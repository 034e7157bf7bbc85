//! Validator
//!
//! Runs once binding has finished for every parameter and checks mandatory
//! and allowed-value constraints on the bound values.

use serde_json::Value;
use step_meta::ParameterSpec;

use crate::bind::Bound;
use crate::report::{ValidationReport, Violation, ViolationKind};

/// An absent value, or one that is present but empty
fn is_missing(value: Option<&Value>) -> bool {
    match value {
        None | Some(Value::Null) => true,
        Some(Value::String(s)) => s.is_empty(),
        Some(Value::Array(items)) => items.is_empty(),
        Some(Value::Object(map)) => map.is_empty(),
        Some(_) => false,
    }
}

fn is_required(spec: &ParameterSpec, bound: &Bound) -> bool {
    spec.mandatory
        || spec
            .mandatory_if
            .iter()
            .any(|condition| bound.values.get(&condition.name) == Some(&condition.value))
}

fn render_allowed(allowed: &[Value]) -> String {
    allowed
        .iter()
        .map(|v| match v {
            Value::String(s) => s.clone(),
            other => other.to_string(),
        })
        .collect::<Vec<_>>()
        .join(", ")
}

/// Check every parameter and push violations to `report`.
///
/// Parameters that already failed to bind are not checked again.
pub fn validate(params: &[ParameterSpec], bound: &Bound, report: &mut ValidationReport) {
    for spec in params {
        if bound.skipped.contains(&spec.name) {
            continue;
        }
        let value = bound.values.get(&spec.name);

        if is_missing(value) {
            if is_required(spec, bound) {
                let message = if spec.mandatory {
                    format!("parameter '{}' is mandatory but was not set", spec.name)
                } else {
                    format!(
                        "parameter '{}' is mandatory for the configured {} but was not set",
                        spec.name,
                        spec.mandatory_if
                            .iter()
                            .map(|c| format!("{}={}", c.name, c.value))
                            .collect::<Vec<_>>()
                            .join(" or ")
                    )
                };
                report.push(Violation::new(
                    spec.name.clone(),
                    ViolationKind::MissingMandatory,
                    message,
                ));
            }
            continue;
        }

        if spec.possible_values.is_empty() {
            continue;
        }
        let Some(value) = value else { continue };

        let candidates: Vec<&Value> = match value {
            Value::Array(items) => items.iter().collect(),
            other => vec![other],
        };
        let rejected: Vec<&Value> = candidates
            .into_iter()
            .filter(|v| !spec.possible_values.contains(v))
            .collect();

        if rejected.is_empty() {
            continue;
        }

        let allowed = render_allowed(&spec.possible_values);
        let message = if spec.is_secret() {
            format!("value of parameter '{}' is not allowed; allowed values: {allowed}", spec.name)
        } else {
            let shown = rejected.iter().map(|v| v.to_string()).collect::<Vec<_>>().join(", ");
            format!(
                "value {shown} of parameter '{}' is not allowed; allowed values: {allowed}",
                spec.name
            )
        };
        report.push(Violation::new(
            spec.name.clone(),
            ViolationKind::NotAllowed {
                allowed: spec.possible_values.clone(),
            },
            message,
        ));
    }
}

#[cfg(test)]
mod tests {
    use super::*;
    use pretty_assertions::assert_eq;
    use serde_json::json;
    use step_meta::ParamType;

    fn bound(values: Value) -> Bound {
        let Value::Object(values) = values else {
            panic!("bound fixture must be an object")
        };
        Bound {
            values,
            skipped: Default::default(),
        }
    }

    #[test]
    fn test_missing_mandatory() {
        let params = vec![ParameterSpec::new("token").mandatory()];
        let mut report = ValidationReport::new("demo");

        validate(&params, &bound(json!({})), &mut report);

        assert_eq!(report.len(), 1);
        assert_eq!(report.violations()[0].kind, ViolationKind::MissingMandatory);
        assert_eq!(report.violations()[0].parameter, "token");
    }

    #[test]
    fn test_empty_string_counts_as_missing() {
        let params = vec![ParameterSpec::new("token").mandatory()];
        let mut report = ValidationReport::new("demo");

        validate(&params, &bound(json!({"token": ""})), &mut report);

        assert_eq!(report.len(), 1);
    }

    #[test]
    fn test_mandatory_if_condition() {
        let params = vec![
            ParameterSpec::new("helmCommand"),
            ParameterSpec::new("deploymentName")
                .mandatory_if("helmCommand", "upgrade")
                .mandatory_if("helmCommand", "install"),
        ];

        let mut report = ValidationReport::new("helmExecute");
        validate(&params, &bound(json!({"helmCommand": "install"})), &mut report);
        assert_eq!(report.len(), 1);
        assert!(report.violations()[0].message.contains("helmCommand=\"upgrade\""));

        let mut report = ValidationReport::new("helmExecute");
        validate(&params, &bound(json!({"helmCommand": "lint"})), &mut report);
        assert!(report.is_valid());
    }

    #[test]
    fn test_not_allowed_lists_permitted_set() {
        let params = vec![ParameterSpec::new("dependency").with_possible_values(["build", "list", "update"])];
        let mut report = ValidationReport::new("helmExecute");

        validate(&params, &bound(json!({"dependency": "deploy"})), &mut report);

        assert_eq!(report.len(), 1);
        let violation = &report.violations()[0];
        assert_eq!(
            violation.kind,
            ViolationKind::NotAllowed {
                allowed: vec![json!("build"), json!("list"), json!("update")]
            }
        );
        assert_eq!(
            violation.message,
            "value \"deploy\" of parameter 'dependency' is not allowed; allowed values: build, list, update"
        );
    }

    #[test]
    fn test_list_elements_checked_individually() {
        let params = vec![
            ParameterSpec::new("targets")
                .with_type(ParamType::StringList)
                .with_possible_values(["a", "b"]),
        ];

        let mut report = ValidationReport::new("demo");
        validate(&params, &bound(json!({"targets": ["a", "b"]})), &mut report);
        assert!(report.is_valid());

        let mut report = ValidationReport::new("demo");
        validate(&params, &bound(json!({"targets": ["a", "c"]})), &mut report);
        assert_eq!(report.len(), 1);
    }

    #[test]
    fn test_empty_optional_value_skips_allowed_check() {
        let params = vec![ParameterSpec::new("dependency").with_possible_values(["build"])];
        let mut report = ValidationReport::new("demo");

        validate(&params, &bound(json!({"dependency": ""})), &mut report);

        assert!(report.is_valid());
    }

    #[test]
    fn test_skipped_parameter_not_reported_again() {
        let params = vec![ParameterSpec::new("wait").with_type(ParamType::Int).mandatory()];
        let mut bound = bound(json!({}));
        bound.skipped.insert("wait".to_string());
        let mut report = ValidationReport::new("demo");

        validate(&params, &bound, &mut report);

        assert!(report.is_valid());
    }
}
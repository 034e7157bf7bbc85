//! Validate a metadata file

use colored::Colorize;
use std::path::Path;
use step_meta::MetadataLoader;

use crate::error::Result;

/// Run the check-metadata command
pub fn run_check_metadata(file: &Path) -> Result<()> {
    let step = MetadataLoader::new().load_file(file)?;

    println!(
        "{} {} is valid: step {} with {} parameters",
        "OK".green().bold(),
        file.display(),
        step.name().cyan(),
        step.parameters().len()
    );
    Ok(())
}
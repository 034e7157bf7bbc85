//! Settings of the resolver itself

/// Prefix of environment variables that feed step parameters
pub const DEFAULT_ENV_PREFIX: &str = "PIPER_";

/// Delimiter of list values given as plain strings (flags, environment)
pub const DEFAULT_LIST_DELIMITER: char = ',';

/// Resolver settings
///
/// # Example
///
/// ```
/// use step_config::ResolverOptions;
///
/// let options = ResolverOptions::default().strict(true).env_prefix("STEP_");
/// assert!(options.strict);
/// assert_eq!(options.env_prefix, "STEP_");
/// ```
#[derive(Debug, Clone, PartialEq, Eq)]
pub struct ResolverOptions {
    /// Environment variable `<prefix><name>` feeds parameter `<name>`
    pub env_prefix: String,
    /// Separator used to split delimited list strings
    pub list_delimiter: char,
    /// Report keys in the step and flag layers that match no parameter
    pub strict: bool,
}

impl Default for ResolverOptions {
    fn default() -> Self {
        Self {
            env_prefix: DEFAULT_ENV_PREFIX.to_string(),
            list_delimiter: DEFAULT_LIST_DELIMITER,
            strict: false,
        }
    }
}

impl ResolverOptions {
    pub fn env_prefix(mut self, prefix: impl Into<String>) -> Self {
        self.env_prefix = prefix.into();
        self
    }

    pub fn list_delimiter(mut self, delimiter: char) -> Self {
        self.list_delimiter = delimiter;
        self
    }

    pub fn strict(mut self, strict: bool) -> Self {
        self.strict = strict;
        self
    }
}
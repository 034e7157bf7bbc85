//! [`TestWorkspace`] builder for pipeline configuration scenarios.

use serde_json::Value;
use std::fs;
use std::path::{Path, PathBuf};
use tempfile::TempDir;

/// Directory of the project configuration document
pub const CONFIG_PATH: &str = ".pipeline/config.yml";
/// Directory of the shared pipeline environment
pub const ENVIRONMENT_DIR: &str = ".pipeline/commonPipelineEnvironment";
/// Directory holding one file per secret
pub const SECRETS_DIR: &str = ".pipeline/secrets";

/// A temporary pipeline workspace.
///
/// # Example
///
/// ```rust,no_run
/// use step_test_utils::TestWorkspace;
///
/// let ws = TestWorkspace::new();
/// ws.write_config("general:\n  owner: octo\n");
/// ws.write_secret("github", "s3cr3t");
/// ws.write_env_field("github/repository", "hello-world");
/// ws.assert_file_exists(".pipeline/config.yml");
/// ```
pub struct TestWorkspace {
    temp_dir: TempDir,
}

impl Default for TestWorkspace {
    fn default() -> Self {
        Self::new()
    }
}

impl TestWorkspace {
    /// Create an empty temporary directory.
    pub fn new() -> Self {
        Self {
            temp_dir: TempDir::new().unwrap(),
        }
    }

    pub fn root(&self) -> &Path {
        self.temp_dir.path()
    }

    /// Absolute path of `relative` inside the workspace.
    pub fn path(&self, relative: &str) -> PathBuf {
        self.root().join(relative)
    }

    pub fn config_path(&self) -> PathBuf {
        self.path(CONFIG_PATH)
    }

    pub fn environment_dir(&self) -> PathBuf {
        self.path(ENVIRONMENT_DIR)
    }

    pub fn secrets_dir(&self) -> PathBuf {
        self.path(SECRETS_DIR)
    }

    /// Write `content` to `relative`, creating parent directories.
    pub fn write_file(&self, relative: &str, content: &str) -> PathBuf {
        let full_path = self.path(relative);
        if let Some(parent) = full_path.parent() {
            fs::create_dir_all(parent).unwrap();
        }
        fs::write(&full_path, content)
            .unwrap_or_else(|e| panic!("Could not write {}: {e}", full_path.display()));
        full_path
    }

    /// Write the project configuration document.
    pub fn write_config(&self, yaml: &str) -> PathBuf {
        self.write_file(CONFIG_PATH, yaml)
    }

    /// Write a step metadata file under `.pipeline/metadata/`.
    pub fn write_metadata(&self, file_name: &str, yaml: &str) -> PathBuf {
        self.write_file(&format!(".pipeline/metadata/{file_name}"), yaml)
    }

    /// Write a secret as a single-line file.
    pub fn write_secret(&self, name: &str, value: &str) -> PathBuf {
        self.write_file(&format!("{SECRETS_DIR}/{name}"), &format!("{value}\n"))
    }

    /// Create the secrets directory without any secrets.
    pub fn create_secrets_dir(&self) -> PathBuf {
        let dir = self.secrets_dir();
        fs::create_dir_all(&dir).unwrap();
        dir
    }

    /// Write a plain-text shared-environment field.
    pub fn write_env_field(&self, path: &str, value: &str) -> PathBuf {
        self.write_file(&format!("{ENVIRONMENT_DIR}/{path}"), value)
    }

    /// Write a JSON shared-environment field.
    pub fn write_env_json(&self, path: &str, value: &Value) -> PathBuf {
        self.write_file(&format!("{ENVIRONMENT_DIR}/{path}.json"), &value.to_string())
    }

    /// Read a file of the workspace.
    ///
    /// # Panics
    /// Panics if the file cannot be read.
    pub fn read(&self, relative: &str) -> String {
        let full_path = self.path(relative);
        fs::read_to_string(&full_path)
            .unwrap_or_else(|_| panic!("Could not read file: {}", full_path.display()))
    }

    /// Assert that `relative` exists.
    ///
    /// # Panics
    /// Panics with a descriptive message if the path does not exist.
    pub fn assert_file_exists(&self, relative: &str) {
        let full_path = self.path(relative);
        assert!(
            full_path.exists(),
            "Expected file to exist: {}",
            full_path.display()
        );
    }

    /// Assert that the file at `relative` contains `content`.
    ///
    /// # Panics
    /// Panics if the file cannot be read or does not contain `content`.
    pub fn assert_file_contains(&self, relative: &str, content: &str) {
        let file_content = self.read(relative);
        assert!(
            file_content.contains(content),
            "File {relative} does not contain expected content.\nExpected: {content}\nActual: {file_content}"
        );
    }
}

━━━━━━━━━━━━━━━━━━━━━━━━━━━━━━

What you have to do =
Identify the lines in the entries above that contain "does", then copy them out.

Solution to the problem =
    /// Panics with a descriptive message if the path does not exist.
    /// Panics if the file cannot be read or does not contain `content`.
            "File {relative} does not contain expected content.\nExpected: {content}\nActual: {file_content}"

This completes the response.